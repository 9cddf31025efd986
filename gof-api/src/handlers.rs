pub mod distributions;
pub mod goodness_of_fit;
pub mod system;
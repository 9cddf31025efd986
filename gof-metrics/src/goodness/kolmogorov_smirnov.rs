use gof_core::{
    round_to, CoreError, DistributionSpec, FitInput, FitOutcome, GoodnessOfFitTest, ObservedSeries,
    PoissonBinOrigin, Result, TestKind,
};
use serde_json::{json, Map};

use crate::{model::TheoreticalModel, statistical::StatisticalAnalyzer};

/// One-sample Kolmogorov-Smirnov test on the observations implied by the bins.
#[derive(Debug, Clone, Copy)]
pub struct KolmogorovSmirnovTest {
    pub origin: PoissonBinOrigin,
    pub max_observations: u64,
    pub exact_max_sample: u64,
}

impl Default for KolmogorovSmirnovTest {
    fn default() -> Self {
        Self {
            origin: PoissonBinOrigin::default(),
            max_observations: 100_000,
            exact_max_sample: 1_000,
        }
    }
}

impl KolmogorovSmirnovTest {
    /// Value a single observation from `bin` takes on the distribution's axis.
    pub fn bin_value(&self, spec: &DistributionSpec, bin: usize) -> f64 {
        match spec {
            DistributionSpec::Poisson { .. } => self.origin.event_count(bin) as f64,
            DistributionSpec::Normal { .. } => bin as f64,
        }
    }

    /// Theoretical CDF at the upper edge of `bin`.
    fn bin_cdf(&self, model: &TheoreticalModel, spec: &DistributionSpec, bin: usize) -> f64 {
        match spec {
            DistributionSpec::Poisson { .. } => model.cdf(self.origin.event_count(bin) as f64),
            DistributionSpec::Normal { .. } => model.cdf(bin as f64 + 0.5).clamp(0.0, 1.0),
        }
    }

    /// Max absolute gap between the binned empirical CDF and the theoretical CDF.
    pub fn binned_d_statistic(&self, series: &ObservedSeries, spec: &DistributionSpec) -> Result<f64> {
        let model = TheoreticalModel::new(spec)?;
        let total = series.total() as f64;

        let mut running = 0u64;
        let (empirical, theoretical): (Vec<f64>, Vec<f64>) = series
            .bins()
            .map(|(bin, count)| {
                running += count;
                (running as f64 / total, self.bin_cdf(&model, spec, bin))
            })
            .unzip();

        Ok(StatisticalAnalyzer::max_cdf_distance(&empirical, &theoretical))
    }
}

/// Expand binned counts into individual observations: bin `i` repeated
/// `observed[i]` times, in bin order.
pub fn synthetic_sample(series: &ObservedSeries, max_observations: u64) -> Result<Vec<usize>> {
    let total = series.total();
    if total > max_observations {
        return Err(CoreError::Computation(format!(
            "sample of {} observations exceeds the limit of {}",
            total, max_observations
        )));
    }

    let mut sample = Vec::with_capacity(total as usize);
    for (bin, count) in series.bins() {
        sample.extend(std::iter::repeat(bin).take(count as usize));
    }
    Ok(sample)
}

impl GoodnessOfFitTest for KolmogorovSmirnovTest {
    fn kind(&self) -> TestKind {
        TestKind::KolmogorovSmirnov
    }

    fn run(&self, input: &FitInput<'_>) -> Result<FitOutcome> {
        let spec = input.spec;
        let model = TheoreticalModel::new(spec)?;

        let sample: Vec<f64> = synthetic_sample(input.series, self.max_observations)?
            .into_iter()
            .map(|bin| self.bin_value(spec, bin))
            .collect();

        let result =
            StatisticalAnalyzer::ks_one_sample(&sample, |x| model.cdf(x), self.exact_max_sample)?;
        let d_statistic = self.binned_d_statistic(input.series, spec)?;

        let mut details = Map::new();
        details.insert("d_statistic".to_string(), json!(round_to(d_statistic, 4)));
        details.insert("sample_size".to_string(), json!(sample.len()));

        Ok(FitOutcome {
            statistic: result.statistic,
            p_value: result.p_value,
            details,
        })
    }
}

◆ ◆ ◆ ◆

Every line above with the word "KolmogorovSmirnovTest" is to be copied out.

pub struct KolmogorovSmirnovTest {
impl Default for KolmogorovSmirnovTest {
impl KolmogorovSmirnovTest {
impl GoodnessOfFitTest for KolmogorovSmirnovTest {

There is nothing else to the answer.